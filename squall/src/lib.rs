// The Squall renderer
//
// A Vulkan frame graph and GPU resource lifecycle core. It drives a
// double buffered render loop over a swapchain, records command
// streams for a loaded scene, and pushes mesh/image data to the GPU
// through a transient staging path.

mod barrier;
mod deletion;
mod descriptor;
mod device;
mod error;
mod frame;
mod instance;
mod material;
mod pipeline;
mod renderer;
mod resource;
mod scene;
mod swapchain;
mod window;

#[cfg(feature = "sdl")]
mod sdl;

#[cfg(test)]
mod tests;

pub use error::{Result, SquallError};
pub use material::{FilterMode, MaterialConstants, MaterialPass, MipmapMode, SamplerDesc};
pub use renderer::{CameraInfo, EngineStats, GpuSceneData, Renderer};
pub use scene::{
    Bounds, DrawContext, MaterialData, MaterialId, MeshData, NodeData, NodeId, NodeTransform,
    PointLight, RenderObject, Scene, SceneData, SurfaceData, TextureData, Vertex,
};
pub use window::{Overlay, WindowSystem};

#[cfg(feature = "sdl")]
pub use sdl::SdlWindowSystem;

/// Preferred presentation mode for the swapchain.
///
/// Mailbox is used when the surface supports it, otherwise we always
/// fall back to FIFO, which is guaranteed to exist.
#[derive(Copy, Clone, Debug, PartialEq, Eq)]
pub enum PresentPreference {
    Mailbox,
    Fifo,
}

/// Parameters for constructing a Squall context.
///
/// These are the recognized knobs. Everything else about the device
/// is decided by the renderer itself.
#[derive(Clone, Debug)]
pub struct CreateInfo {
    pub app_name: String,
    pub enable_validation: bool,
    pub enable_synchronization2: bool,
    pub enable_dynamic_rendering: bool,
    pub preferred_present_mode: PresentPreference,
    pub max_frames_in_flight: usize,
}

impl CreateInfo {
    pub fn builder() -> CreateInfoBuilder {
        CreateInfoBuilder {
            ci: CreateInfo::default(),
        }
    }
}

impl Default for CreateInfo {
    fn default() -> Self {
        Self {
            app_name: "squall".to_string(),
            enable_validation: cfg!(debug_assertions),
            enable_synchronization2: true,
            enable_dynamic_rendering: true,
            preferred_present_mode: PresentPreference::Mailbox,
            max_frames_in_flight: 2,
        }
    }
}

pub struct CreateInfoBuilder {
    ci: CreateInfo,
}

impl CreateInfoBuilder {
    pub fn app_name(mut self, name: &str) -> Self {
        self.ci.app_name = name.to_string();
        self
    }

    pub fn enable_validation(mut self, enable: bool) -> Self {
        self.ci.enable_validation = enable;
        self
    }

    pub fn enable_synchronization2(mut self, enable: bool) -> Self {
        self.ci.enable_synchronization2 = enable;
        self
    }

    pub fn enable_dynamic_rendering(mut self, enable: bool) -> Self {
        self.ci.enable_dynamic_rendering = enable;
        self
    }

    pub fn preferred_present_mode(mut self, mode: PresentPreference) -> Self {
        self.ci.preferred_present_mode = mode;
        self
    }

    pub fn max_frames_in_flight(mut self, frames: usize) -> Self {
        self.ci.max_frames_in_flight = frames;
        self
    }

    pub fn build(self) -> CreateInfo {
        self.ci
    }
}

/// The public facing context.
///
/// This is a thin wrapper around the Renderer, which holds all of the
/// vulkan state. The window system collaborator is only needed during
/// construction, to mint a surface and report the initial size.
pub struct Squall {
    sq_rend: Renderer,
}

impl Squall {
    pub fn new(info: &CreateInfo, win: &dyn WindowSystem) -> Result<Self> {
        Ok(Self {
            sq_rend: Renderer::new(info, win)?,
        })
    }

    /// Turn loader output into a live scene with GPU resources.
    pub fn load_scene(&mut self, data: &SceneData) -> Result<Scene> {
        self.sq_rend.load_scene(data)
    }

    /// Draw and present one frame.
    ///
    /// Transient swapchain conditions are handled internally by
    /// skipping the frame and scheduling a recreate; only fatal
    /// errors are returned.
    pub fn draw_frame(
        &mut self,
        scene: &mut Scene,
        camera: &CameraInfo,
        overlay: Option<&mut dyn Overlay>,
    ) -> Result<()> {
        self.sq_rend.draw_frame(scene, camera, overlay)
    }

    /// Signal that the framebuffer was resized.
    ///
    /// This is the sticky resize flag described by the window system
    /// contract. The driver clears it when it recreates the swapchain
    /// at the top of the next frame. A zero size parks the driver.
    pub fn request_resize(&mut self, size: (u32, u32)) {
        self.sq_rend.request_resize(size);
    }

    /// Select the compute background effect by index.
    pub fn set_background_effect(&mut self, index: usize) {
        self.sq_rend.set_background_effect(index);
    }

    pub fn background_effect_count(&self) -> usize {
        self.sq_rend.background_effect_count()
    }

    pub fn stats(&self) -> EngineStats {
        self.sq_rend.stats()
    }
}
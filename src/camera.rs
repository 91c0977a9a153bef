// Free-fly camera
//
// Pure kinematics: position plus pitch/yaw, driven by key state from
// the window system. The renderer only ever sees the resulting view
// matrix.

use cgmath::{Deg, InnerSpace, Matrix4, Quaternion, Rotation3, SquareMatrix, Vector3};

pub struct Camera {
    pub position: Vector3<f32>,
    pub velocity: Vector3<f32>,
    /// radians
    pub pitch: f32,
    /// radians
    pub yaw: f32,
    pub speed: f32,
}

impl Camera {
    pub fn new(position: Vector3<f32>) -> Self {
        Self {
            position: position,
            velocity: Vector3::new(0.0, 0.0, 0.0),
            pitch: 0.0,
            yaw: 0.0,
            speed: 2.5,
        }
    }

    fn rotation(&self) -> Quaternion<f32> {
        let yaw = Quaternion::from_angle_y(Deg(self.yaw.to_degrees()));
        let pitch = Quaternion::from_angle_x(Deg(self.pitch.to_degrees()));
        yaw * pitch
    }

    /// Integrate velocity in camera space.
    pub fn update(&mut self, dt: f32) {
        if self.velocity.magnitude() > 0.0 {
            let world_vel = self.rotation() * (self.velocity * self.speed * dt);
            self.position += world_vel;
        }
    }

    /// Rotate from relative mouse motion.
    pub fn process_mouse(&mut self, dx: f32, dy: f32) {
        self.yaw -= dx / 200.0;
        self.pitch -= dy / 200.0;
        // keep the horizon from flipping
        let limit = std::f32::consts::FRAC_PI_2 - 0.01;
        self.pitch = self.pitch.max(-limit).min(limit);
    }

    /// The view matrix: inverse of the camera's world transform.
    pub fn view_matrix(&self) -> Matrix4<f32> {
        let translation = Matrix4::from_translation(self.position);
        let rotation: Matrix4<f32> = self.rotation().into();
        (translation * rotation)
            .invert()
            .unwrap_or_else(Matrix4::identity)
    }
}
------------------------
> **EXERCISE INSTRUCTIONS**
Your answer must consist solely of the lines from the top of the entries above through the line containing "transient staging path.", copied exactly, both ends included.

> **RESPONSE TO THE EXERCISE**
filename squall/src/lib.rs
// The Squall renderer
//
// A Vulkan frame graph and GPU resource lifecycle core. It drives a
// double buffered render loop over a swapchain, records command
// streams for a loaded scene, and pushes mesh/image data to the GPU
// through a transient staging path.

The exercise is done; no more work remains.